▸ **LISTED RECORDS**:

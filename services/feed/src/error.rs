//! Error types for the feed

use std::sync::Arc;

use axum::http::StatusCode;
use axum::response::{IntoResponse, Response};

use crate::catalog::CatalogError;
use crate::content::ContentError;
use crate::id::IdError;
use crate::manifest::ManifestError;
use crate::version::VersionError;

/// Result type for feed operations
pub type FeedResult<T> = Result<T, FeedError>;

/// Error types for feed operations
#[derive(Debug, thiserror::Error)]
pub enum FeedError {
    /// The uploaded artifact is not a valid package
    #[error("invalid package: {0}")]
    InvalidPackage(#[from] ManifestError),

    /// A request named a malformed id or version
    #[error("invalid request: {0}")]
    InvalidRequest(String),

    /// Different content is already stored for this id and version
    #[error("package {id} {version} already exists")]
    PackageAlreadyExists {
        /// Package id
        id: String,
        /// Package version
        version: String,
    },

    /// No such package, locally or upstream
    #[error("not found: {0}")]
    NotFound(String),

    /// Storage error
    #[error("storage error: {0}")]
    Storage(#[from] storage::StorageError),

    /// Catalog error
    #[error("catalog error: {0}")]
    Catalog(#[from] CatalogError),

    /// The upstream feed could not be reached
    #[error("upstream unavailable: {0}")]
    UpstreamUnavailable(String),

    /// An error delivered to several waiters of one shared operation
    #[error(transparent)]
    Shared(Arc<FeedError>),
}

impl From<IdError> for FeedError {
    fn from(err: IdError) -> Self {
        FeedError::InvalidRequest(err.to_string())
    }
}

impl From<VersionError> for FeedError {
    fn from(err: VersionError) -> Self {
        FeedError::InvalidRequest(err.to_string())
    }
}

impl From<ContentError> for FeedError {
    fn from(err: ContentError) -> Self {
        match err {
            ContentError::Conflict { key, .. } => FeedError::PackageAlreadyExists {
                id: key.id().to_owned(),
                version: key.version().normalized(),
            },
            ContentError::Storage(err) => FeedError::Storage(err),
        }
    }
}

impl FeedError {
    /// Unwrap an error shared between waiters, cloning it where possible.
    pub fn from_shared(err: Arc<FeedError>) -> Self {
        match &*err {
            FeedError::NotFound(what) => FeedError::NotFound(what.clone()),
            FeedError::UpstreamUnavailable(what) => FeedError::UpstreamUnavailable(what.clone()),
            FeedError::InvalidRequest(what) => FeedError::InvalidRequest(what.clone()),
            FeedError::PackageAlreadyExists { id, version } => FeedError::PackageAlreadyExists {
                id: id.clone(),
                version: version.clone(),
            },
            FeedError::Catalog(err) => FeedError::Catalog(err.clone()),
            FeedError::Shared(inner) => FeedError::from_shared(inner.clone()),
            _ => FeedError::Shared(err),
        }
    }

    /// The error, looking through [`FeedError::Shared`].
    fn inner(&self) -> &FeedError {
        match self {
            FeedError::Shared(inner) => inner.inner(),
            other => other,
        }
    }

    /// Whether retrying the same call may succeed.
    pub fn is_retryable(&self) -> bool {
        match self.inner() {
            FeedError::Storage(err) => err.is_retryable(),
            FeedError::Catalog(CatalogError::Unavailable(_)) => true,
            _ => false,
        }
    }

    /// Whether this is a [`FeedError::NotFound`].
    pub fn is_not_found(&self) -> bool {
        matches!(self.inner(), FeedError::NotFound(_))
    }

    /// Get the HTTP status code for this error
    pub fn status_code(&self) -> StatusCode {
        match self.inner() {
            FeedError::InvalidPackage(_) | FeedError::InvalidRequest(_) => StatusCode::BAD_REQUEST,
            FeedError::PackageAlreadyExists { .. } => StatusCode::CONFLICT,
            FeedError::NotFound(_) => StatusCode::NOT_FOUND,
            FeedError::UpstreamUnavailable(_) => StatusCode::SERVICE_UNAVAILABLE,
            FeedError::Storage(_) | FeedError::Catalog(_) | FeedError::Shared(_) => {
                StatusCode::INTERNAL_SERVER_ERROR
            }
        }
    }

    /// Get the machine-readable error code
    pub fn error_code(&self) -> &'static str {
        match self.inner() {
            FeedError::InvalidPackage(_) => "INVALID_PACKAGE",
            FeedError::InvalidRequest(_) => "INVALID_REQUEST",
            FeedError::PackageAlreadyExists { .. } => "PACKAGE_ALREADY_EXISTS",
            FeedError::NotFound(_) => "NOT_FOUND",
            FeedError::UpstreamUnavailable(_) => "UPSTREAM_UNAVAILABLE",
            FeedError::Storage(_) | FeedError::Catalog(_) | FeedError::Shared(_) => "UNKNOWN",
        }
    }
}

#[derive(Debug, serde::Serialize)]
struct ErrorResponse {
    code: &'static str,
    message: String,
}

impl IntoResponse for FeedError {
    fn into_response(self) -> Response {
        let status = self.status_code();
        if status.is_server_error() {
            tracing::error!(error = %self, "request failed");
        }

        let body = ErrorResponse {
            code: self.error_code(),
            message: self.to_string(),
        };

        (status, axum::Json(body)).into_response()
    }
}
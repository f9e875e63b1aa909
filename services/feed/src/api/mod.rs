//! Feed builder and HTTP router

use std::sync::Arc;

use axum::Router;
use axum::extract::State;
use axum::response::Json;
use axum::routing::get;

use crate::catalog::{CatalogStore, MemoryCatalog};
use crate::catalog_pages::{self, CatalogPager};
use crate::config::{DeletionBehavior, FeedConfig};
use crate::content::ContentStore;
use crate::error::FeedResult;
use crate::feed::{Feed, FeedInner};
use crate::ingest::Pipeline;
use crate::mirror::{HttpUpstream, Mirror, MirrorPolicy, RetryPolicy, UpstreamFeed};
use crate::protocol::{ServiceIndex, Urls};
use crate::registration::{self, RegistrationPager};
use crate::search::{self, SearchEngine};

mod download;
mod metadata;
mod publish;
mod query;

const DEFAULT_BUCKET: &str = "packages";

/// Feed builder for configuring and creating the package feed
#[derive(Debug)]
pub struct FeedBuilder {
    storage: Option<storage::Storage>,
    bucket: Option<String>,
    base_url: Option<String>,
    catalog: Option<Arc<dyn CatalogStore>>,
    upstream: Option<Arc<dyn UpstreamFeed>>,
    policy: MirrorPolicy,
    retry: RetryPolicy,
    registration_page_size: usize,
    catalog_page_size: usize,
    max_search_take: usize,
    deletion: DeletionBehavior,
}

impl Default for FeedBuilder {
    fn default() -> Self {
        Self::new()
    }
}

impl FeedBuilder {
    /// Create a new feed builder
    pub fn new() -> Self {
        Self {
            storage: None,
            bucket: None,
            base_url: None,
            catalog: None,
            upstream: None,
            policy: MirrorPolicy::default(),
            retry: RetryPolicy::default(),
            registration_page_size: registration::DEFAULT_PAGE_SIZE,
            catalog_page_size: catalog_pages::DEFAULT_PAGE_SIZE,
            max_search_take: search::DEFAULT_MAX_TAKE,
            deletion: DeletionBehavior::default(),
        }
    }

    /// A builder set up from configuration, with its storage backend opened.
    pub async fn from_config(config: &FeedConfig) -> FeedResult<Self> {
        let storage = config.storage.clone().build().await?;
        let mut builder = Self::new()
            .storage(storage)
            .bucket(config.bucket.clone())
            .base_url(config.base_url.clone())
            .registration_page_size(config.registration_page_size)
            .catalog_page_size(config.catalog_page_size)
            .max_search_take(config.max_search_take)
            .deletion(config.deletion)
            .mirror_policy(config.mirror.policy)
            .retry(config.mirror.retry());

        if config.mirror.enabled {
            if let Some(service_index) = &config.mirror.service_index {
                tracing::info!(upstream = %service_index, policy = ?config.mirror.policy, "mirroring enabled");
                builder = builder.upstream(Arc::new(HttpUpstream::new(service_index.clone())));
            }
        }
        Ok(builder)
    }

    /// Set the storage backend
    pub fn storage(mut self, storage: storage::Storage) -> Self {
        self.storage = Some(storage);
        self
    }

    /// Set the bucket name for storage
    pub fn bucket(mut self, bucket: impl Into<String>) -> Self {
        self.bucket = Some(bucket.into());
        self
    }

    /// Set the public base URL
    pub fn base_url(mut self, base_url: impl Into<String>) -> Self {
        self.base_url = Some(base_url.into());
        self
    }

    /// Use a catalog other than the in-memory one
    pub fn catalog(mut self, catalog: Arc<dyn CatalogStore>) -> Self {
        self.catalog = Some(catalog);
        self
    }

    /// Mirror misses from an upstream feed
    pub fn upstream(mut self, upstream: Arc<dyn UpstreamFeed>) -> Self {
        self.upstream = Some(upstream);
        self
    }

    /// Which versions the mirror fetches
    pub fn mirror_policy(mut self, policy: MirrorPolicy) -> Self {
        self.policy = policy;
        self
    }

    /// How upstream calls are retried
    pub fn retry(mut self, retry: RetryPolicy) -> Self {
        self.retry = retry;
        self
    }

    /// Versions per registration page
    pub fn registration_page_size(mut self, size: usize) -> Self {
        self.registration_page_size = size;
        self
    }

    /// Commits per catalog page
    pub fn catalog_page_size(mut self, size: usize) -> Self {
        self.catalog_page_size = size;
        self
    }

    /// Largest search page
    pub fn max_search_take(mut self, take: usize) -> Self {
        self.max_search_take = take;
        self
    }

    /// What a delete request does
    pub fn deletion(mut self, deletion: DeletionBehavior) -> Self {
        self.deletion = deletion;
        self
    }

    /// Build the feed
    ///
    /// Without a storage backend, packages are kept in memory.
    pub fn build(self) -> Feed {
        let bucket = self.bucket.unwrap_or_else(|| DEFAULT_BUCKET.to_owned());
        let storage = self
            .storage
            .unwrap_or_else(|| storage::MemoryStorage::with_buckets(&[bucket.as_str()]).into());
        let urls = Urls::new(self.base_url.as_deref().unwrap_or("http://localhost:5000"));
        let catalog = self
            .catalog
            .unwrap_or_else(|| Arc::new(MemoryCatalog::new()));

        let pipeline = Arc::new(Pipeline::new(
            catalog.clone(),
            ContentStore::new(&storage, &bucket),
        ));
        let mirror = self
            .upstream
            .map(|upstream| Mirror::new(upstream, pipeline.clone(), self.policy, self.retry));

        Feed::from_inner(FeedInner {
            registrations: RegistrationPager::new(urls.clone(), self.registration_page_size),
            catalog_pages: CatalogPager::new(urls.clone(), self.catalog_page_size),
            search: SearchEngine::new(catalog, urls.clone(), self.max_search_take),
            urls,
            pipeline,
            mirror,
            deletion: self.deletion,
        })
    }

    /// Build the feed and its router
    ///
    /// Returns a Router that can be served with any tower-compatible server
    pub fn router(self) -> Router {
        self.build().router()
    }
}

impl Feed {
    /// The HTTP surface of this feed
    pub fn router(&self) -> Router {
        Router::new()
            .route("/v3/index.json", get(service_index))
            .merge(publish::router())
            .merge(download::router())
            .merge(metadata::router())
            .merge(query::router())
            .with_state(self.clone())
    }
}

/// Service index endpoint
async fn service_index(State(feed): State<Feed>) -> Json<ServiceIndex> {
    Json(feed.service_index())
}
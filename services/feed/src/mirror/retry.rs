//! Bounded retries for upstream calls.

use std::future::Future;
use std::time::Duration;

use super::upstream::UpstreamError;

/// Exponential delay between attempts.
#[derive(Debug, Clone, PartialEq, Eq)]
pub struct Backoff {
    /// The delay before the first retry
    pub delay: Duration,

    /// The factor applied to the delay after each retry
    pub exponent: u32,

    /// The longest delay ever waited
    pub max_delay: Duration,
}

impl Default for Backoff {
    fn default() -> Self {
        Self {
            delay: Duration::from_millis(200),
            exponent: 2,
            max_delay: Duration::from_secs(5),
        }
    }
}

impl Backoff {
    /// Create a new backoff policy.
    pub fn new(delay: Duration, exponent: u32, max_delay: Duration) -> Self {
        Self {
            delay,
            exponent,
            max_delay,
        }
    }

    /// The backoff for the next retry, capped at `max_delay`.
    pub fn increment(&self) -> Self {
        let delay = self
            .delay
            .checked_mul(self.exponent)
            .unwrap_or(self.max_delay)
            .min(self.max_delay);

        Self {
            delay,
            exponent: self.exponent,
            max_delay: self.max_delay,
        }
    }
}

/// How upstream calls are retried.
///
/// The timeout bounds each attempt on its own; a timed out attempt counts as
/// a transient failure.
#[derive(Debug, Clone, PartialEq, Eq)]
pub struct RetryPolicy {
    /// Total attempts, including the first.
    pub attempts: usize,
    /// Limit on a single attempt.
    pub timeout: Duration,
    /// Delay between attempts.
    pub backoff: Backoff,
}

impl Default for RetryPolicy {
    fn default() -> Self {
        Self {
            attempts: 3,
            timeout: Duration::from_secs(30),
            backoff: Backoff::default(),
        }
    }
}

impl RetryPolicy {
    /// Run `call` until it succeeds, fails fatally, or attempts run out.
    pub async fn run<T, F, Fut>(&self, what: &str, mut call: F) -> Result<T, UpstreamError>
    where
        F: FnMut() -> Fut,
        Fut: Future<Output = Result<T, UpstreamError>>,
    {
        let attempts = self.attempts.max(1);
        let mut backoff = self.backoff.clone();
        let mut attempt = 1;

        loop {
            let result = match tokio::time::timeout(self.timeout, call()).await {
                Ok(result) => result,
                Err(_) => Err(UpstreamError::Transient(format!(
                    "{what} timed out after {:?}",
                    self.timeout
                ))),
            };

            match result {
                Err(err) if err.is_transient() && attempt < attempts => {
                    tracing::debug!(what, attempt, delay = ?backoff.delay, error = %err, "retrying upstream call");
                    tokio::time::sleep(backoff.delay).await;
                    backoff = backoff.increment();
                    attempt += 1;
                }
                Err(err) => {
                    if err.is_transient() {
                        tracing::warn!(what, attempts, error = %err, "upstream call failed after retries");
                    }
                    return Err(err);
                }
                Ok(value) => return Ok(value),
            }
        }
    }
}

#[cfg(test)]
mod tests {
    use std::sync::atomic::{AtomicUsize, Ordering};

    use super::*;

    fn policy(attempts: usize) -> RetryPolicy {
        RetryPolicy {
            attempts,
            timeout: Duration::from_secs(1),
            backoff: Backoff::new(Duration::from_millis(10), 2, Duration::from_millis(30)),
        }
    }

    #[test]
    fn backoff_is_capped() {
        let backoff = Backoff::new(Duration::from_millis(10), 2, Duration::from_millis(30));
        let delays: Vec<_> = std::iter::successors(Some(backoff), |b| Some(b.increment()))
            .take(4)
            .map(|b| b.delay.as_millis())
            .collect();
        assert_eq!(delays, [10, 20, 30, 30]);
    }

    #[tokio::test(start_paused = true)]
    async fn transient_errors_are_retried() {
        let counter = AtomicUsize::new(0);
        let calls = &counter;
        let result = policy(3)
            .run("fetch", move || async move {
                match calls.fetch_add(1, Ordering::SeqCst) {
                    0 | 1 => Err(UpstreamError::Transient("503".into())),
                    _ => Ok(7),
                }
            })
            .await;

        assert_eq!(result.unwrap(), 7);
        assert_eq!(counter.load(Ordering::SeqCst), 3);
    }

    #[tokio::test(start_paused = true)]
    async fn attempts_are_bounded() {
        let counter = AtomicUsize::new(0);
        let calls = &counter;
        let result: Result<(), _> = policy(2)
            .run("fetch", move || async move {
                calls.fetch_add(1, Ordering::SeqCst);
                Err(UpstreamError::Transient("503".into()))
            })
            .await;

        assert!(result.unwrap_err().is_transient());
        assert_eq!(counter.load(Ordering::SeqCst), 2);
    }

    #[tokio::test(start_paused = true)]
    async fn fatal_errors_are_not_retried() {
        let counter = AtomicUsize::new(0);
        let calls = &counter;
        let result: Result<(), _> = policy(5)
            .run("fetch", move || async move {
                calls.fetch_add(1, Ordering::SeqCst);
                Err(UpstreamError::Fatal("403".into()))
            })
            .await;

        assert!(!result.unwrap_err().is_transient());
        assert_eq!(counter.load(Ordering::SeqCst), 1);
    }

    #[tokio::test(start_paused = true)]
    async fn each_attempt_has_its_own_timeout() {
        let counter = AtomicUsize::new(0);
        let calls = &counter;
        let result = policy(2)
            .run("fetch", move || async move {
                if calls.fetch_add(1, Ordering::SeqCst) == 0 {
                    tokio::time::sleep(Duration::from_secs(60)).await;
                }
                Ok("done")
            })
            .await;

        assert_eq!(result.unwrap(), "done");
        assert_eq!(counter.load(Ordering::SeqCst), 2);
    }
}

▸ **GOAL OF THE EXERCISE**: Wherever the word "RegistrationPager" turns up in the records, copy out the line it is on.

▸ **RESPONSE TO THIS TASK**:
use crate::registration::{self, RegistrationPager};
            registrations: RegistrationPager::new(urls.clone(), self.registration_page_size),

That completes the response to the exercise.